TASK ITEM:
In the records below, the line with "assert_eq!(editor.position, Point::new(700.0, 0.0));" opens the range and the line with "editor.position = Point::new(100.0, 50.0);" closes it; print that range exactly and nothing else.
====== RECORDS FOR PROCESSING
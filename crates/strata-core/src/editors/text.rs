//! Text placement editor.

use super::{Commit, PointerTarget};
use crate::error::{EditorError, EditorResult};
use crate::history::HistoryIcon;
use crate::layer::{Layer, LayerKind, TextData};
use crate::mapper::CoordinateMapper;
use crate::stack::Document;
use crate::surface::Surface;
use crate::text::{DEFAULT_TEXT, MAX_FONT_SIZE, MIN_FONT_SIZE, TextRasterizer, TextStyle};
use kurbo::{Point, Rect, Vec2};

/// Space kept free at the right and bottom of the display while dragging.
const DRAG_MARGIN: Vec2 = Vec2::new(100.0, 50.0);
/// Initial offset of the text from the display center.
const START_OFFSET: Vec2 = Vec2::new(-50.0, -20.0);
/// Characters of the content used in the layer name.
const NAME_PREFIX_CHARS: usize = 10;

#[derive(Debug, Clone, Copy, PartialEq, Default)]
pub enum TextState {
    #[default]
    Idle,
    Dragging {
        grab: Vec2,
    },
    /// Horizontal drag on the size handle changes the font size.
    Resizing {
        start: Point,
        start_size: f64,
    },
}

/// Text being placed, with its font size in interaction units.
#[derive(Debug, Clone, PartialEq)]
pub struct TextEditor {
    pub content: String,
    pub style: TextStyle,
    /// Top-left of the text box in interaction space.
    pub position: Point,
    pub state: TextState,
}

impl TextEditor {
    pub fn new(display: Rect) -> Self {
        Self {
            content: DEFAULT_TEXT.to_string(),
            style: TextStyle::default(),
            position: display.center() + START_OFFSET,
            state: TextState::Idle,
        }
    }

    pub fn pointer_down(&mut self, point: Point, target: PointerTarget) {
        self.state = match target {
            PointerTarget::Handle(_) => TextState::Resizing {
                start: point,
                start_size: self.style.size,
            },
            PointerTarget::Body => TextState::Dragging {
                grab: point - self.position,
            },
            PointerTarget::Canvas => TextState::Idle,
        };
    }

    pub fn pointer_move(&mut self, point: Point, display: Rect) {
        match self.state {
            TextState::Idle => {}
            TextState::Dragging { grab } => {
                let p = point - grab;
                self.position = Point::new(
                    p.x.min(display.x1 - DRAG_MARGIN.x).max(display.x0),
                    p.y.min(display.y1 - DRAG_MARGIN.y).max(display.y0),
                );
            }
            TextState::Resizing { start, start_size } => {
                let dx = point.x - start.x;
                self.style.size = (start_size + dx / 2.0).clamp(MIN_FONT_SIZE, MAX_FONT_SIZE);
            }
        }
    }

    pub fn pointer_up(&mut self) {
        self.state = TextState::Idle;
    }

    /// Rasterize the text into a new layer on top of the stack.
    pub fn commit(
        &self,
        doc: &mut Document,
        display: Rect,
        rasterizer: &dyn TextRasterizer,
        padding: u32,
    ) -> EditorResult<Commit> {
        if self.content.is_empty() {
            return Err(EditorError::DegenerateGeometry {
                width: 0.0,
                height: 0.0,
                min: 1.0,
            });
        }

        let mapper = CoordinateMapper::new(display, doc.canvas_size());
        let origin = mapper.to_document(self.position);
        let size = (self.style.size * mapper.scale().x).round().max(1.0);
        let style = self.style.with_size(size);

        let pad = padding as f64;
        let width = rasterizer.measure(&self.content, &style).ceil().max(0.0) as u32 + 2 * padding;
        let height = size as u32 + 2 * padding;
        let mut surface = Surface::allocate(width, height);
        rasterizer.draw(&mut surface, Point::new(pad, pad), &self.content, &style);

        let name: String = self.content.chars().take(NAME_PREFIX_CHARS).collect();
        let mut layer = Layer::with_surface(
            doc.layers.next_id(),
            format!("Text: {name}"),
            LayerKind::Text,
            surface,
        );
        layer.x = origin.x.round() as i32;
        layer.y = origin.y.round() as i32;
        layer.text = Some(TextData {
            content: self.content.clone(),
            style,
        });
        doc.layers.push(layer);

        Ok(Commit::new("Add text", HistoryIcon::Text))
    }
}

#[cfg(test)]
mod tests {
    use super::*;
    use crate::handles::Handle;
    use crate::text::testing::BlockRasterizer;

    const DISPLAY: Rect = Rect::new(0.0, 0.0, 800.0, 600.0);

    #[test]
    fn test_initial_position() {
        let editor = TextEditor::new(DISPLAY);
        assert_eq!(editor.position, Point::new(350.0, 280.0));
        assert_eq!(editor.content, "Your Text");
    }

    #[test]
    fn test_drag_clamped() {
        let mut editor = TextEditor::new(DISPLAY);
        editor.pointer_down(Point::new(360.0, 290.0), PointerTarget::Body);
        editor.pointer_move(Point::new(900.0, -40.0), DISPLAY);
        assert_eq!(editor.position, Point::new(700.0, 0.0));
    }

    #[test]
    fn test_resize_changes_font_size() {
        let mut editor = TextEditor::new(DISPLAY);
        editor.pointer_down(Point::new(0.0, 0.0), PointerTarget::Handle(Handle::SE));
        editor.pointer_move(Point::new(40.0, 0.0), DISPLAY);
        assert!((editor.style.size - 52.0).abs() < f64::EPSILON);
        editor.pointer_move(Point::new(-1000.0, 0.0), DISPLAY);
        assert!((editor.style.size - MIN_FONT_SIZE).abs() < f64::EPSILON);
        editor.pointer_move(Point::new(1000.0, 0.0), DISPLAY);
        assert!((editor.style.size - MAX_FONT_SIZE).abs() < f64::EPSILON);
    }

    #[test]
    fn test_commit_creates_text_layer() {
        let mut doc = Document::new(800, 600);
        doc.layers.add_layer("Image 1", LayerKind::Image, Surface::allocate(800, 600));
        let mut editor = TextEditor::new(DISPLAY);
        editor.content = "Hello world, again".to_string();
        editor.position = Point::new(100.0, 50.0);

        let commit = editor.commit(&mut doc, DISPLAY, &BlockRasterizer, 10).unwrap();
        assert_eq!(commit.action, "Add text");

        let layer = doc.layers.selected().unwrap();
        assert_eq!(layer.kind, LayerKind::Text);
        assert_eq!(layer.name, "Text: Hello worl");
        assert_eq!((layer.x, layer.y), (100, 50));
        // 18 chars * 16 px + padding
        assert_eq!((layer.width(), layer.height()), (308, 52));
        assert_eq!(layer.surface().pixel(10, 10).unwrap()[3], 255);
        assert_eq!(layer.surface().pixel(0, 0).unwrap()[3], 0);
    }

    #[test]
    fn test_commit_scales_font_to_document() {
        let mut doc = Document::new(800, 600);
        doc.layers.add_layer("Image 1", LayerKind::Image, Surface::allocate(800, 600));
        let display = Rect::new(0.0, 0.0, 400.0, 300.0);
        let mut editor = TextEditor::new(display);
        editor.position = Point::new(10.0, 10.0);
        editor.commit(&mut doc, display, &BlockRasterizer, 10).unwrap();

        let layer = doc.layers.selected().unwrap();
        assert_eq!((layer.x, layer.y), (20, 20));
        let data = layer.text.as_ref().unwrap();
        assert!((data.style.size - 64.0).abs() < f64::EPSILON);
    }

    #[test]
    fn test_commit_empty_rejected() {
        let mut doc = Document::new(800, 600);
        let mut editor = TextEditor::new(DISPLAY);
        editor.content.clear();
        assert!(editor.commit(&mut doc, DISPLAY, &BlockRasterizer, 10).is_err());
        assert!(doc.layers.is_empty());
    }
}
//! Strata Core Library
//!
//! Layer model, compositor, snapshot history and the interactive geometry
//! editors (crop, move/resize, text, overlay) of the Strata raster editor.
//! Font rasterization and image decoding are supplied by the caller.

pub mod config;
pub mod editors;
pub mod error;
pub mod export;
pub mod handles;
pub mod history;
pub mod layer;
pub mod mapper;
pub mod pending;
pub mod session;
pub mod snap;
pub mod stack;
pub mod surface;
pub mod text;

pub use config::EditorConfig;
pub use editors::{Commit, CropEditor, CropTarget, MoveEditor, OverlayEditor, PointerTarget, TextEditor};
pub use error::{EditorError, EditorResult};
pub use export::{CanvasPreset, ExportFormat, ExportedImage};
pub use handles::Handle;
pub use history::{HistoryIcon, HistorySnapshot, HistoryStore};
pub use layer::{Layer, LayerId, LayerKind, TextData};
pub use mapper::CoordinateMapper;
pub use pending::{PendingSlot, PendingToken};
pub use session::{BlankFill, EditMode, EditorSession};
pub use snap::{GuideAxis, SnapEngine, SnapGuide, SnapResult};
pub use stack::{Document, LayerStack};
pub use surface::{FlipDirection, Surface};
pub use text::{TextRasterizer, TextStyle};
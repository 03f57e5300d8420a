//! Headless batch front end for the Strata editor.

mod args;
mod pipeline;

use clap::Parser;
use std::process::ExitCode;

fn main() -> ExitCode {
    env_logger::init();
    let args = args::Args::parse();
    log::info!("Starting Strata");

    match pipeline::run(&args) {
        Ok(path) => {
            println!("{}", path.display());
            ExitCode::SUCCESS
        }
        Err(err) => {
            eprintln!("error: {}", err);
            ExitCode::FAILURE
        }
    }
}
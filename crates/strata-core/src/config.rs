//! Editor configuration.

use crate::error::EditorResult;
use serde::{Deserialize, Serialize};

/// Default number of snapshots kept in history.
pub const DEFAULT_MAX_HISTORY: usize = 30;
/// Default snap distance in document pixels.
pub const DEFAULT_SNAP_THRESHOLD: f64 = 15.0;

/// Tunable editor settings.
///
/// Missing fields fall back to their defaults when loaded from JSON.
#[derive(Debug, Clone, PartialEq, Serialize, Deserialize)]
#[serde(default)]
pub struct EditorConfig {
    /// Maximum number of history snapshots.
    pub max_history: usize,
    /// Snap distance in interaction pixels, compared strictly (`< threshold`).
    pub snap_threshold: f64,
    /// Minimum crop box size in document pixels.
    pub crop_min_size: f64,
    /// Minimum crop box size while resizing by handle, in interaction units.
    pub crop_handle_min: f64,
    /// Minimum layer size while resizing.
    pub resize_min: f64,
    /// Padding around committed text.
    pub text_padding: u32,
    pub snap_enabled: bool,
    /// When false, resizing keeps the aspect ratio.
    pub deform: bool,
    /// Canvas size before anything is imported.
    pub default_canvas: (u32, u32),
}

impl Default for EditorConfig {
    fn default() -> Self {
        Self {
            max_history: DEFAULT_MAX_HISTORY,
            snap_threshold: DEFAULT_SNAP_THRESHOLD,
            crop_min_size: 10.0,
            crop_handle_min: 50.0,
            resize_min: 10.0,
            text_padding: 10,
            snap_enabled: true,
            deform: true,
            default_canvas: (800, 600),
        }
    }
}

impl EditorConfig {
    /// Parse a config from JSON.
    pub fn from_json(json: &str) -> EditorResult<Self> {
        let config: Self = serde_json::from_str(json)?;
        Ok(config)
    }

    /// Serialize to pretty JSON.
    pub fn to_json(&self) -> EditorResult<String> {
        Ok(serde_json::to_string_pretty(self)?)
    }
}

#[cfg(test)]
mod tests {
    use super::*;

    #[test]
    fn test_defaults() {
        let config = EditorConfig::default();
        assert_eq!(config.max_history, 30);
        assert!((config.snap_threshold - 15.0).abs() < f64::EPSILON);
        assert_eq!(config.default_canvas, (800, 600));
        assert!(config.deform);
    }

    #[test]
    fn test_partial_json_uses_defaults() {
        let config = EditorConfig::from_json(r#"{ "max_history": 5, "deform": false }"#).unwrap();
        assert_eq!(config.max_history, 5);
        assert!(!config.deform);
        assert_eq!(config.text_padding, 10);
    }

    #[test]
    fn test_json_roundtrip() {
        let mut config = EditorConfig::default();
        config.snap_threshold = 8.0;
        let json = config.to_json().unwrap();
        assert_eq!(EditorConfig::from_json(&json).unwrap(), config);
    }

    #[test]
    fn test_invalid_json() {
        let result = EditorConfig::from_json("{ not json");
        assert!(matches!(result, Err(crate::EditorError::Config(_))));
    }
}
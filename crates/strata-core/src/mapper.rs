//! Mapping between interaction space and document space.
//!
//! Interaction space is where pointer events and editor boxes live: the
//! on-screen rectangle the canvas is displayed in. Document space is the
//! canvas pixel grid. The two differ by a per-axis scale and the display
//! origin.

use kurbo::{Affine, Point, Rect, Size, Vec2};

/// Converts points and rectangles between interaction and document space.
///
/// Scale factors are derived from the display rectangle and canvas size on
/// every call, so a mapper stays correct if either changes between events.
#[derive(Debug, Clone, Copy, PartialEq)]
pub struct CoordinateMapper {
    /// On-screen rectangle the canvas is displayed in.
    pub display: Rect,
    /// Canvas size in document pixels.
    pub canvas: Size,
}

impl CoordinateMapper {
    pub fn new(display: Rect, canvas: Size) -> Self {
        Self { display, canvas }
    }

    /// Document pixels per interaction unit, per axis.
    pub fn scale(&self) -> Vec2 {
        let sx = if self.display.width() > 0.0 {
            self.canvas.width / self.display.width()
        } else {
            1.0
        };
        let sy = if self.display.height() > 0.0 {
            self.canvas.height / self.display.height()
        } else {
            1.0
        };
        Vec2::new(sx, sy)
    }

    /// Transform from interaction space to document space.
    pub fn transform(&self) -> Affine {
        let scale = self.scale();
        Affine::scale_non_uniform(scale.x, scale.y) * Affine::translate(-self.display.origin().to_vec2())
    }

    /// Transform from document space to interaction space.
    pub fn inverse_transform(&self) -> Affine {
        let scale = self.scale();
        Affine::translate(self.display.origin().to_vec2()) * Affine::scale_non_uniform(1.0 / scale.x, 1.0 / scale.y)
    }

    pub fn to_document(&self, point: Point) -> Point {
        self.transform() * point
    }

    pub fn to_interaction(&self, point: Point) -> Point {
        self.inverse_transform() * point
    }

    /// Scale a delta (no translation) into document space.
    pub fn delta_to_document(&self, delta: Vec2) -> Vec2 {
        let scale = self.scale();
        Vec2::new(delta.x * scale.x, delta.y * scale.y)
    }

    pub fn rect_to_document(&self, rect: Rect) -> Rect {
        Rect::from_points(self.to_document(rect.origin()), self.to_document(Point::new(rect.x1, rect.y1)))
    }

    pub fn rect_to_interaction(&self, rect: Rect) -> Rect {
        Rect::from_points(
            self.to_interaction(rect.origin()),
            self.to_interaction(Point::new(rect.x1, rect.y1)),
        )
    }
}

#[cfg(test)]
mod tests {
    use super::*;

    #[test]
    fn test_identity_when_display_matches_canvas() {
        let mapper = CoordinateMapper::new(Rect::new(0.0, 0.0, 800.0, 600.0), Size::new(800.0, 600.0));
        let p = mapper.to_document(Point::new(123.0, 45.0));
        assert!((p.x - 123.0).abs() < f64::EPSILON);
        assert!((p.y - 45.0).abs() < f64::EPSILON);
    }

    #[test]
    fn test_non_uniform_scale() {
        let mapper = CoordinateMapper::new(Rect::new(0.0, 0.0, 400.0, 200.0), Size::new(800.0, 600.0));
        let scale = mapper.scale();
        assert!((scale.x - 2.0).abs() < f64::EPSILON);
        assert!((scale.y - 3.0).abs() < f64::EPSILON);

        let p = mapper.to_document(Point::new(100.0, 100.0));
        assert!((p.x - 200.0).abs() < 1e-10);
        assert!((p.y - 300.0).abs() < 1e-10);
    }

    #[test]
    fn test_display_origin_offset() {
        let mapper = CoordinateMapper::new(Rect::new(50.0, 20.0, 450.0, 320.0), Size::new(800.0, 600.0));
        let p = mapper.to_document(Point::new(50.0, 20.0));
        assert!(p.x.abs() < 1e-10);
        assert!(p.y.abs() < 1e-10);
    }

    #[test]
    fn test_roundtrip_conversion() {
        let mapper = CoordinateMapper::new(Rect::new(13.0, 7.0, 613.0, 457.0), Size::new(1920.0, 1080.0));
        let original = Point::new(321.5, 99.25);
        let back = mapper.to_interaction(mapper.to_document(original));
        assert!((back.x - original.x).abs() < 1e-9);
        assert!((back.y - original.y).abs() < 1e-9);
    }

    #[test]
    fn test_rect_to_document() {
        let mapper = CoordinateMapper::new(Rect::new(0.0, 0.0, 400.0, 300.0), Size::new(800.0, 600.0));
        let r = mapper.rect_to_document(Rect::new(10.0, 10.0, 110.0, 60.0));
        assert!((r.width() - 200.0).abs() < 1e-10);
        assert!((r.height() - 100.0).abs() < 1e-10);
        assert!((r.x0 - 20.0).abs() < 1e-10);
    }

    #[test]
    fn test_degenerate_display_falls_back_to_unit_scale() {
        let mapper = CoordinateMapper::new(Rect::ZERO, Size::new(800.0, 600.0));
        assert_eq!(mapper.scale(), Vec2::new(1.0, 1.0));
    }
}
============
RESULT:
        assert_eq!(editor.position, Point::new(700.0, 0.0));
    }

    #[test]
    fn test_resize_changes_font_size() {
        let mut editor = TextEditor::new(DISPLAY);
        editor.pointer_down(Point::new(0.0, 0.0), PointerTarget::Handle(Handle::SE));
        editor.pointer_move(Point::new(40.0, 0.0), DISPLAY);
        assert!((editor.style.size - 52.0).abs() < f64::EPSILON);
        editor.pointer_move(Point::new(-1000.0, 0.0), DISPLAY);
        assert!((editor.style.size - MIN_FONT_SIZE).abs() < f64::EPSILON);
        editor.pointer_move(Point::new(1000.0, 0.0), DISPLAY);
        assert!((editor.style.size - MAX_FONT_SIZE).abs() < f64::EPSILON);
    }

    #[test]
    fn test_commit_creates_text_layer() {
        let mut doc = Document::new(800, 600);
        doc.layers.add_layer("Image 1", LayerKind::Image, Surface::allocate(800, 600));
        let mut editor = TextEditor::new(DISPLAY);
        editor.content = "Hello world, again".to_string();
        editor.position = Point::new(100.0, 50.0);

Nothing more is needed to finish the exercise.